Pull every line with "Deserialize" from the entries below.
DATA FOR ANALYSIS START
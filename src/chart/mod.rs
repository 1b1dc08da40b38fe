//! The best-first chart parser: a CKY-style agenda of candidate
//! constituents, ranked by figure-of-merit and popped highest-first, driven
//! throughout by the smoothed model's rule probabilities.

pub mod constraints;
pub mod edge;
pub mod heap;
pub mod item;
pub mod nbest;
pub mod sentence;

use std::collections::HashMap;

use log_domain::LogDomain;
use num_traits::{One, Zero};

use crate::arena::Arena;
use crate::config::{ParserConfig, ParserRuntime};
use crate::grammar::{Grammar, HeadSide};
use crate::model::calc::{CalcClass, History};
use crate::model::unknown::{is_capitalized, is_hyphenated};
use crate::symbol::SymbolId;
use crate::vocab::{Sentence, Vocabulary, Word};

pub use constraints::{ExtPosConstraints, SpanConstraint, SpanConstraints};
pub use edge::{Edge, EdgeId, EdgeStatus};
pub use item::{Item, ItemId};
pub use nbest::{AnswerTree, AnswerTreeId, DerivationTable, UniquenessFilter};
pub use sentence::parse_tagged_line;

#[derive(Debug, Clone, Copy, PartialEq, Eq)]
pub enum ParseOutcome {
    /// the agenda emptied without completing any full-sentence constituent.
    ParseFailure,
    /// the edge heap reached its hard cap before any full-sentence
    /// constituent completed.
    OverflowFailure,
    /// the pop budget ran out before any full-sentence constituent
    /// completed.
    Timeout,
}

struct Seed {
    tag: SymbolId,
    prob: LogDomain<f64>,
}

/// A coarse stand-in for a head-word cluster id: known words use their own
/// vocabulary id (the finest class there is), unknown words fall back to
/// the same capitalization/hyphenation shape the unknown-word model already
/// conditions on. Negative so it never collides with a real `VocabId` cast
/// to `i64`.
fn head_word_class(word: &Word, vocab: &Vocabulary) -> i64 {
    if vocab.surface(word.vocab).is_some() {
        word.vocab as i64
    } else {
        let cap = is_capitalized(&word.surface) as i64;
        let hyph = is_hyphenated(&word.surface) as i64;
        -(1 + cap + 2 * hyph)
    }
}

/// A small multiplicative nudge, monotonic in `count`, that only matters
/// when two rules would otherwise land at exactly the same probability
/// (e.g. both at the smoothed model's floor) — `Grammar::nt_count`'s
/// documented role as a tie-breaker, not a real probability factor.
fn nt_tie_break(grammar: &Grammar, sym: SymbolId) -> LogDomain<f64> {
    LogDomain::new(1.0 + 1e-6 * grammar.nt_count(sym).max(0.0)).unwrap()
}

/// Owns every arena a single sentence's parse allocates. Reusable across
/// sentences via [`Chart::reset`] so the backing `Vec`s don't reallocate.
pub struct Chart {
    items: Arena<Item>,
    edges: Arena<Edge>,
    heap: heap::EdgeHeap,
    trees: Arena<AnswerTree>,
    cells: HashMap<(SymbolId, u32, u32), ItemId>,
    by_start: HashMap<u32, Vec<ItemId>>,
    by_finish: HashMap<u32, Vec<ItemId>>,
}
DATA FOR ANALYSIS END
DATA FOR ANALYSIS START
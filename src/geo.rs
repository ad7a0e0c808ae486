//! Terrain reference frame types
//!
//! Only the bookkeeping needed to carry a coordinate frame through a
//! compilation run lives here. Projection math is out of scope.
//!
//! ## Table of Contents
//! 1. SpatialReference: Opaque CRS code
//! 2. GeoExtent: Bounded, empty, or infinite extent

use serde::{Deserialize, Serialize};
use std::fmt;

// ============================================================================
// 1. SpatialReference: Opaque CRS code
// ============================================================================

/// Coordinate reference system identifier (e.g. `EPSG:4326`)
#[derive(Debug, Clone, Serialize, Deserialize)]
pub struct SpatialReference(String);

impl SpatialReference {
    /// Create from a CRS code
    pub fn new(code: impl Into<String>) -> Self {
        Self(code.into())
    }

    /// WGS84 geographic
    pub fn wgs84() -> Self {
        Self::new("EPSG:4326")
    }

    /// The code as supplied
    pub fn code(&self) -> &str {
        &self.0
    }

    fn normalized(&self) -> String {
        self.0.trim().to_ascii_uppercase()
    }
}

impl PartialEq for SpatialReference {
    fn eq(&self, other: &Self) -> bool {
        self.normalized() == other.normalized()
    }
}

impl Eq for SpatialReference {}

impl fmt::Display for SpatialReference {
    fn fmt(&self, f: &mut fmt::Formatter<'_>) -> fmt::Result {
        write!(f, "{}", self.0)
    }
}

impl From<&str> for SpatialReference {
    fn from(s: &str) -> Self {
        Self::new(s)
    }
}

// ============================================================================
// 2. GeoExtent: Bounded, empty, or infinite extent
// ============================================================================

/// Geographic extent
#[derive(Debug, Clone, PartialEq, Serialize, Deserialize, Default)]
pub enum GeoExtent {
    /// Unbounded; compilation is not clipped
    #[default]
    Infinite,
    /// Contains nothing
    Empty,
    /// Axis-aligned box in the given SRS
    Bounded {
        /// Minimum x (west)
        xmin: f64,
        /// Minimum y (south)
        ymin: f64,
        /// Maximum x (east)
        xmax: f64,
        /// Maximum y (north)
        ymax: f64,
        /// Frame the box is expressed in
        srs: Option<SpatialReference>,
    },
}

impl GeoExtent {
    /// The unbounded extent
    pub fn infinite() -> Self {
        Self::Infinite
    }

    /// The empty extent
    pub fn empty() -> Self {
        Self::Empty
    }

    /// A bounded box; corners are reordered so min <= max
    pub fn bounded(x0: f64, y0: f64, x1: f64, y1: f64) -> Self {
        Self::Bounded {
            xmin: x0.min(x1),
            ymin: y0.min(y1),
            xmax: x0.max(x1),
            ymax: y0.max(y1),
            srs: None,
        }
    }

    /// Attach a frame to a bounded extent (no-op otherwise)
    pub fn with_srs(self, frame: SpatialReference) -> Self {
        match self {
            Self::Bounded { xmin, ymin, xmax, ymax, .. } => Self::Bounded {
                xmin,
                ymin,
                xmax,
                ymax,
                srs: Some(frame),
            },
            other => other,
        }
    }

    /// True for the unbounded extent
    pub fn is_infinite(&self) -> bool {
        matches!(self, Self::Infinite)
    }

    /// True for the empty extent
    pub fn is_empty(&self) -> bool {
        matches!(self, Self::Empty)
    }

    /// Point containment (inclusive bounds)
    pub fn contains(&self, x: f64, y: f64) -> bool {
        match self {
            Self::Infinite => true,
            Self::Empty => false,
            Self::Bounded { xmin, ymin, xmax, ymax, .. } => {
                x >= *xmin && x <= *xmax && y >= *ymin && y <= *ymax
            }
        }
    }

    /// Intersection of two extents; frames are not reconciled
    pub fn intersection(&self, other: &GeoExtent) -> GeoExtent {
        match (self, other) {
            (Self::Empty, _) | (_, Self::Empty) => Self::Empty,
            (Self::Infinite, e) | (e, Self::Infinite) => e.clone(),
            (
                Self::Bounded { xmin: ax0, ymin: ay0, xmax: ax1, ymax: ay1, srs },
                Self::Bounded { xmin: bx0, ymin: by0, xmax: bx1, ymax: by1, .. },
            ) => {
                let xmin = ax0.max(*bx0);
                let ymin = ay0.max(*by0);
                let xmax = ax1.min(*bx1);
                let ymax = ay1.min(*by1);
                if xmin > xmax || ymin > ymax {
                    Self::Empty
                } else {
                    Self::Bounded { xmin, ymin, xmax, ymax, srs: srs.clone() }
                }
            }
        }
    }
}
DATA FOR ANALYSIS END
■ **EXERCISE SOLUTION**:
use serde::{Deserialize, Serialize};
#[derive(Debug, Clone, Serialize, Deserialize)]
#[derive(Debug, Clone, PartialEq, Serialize, Deserialize, Default)]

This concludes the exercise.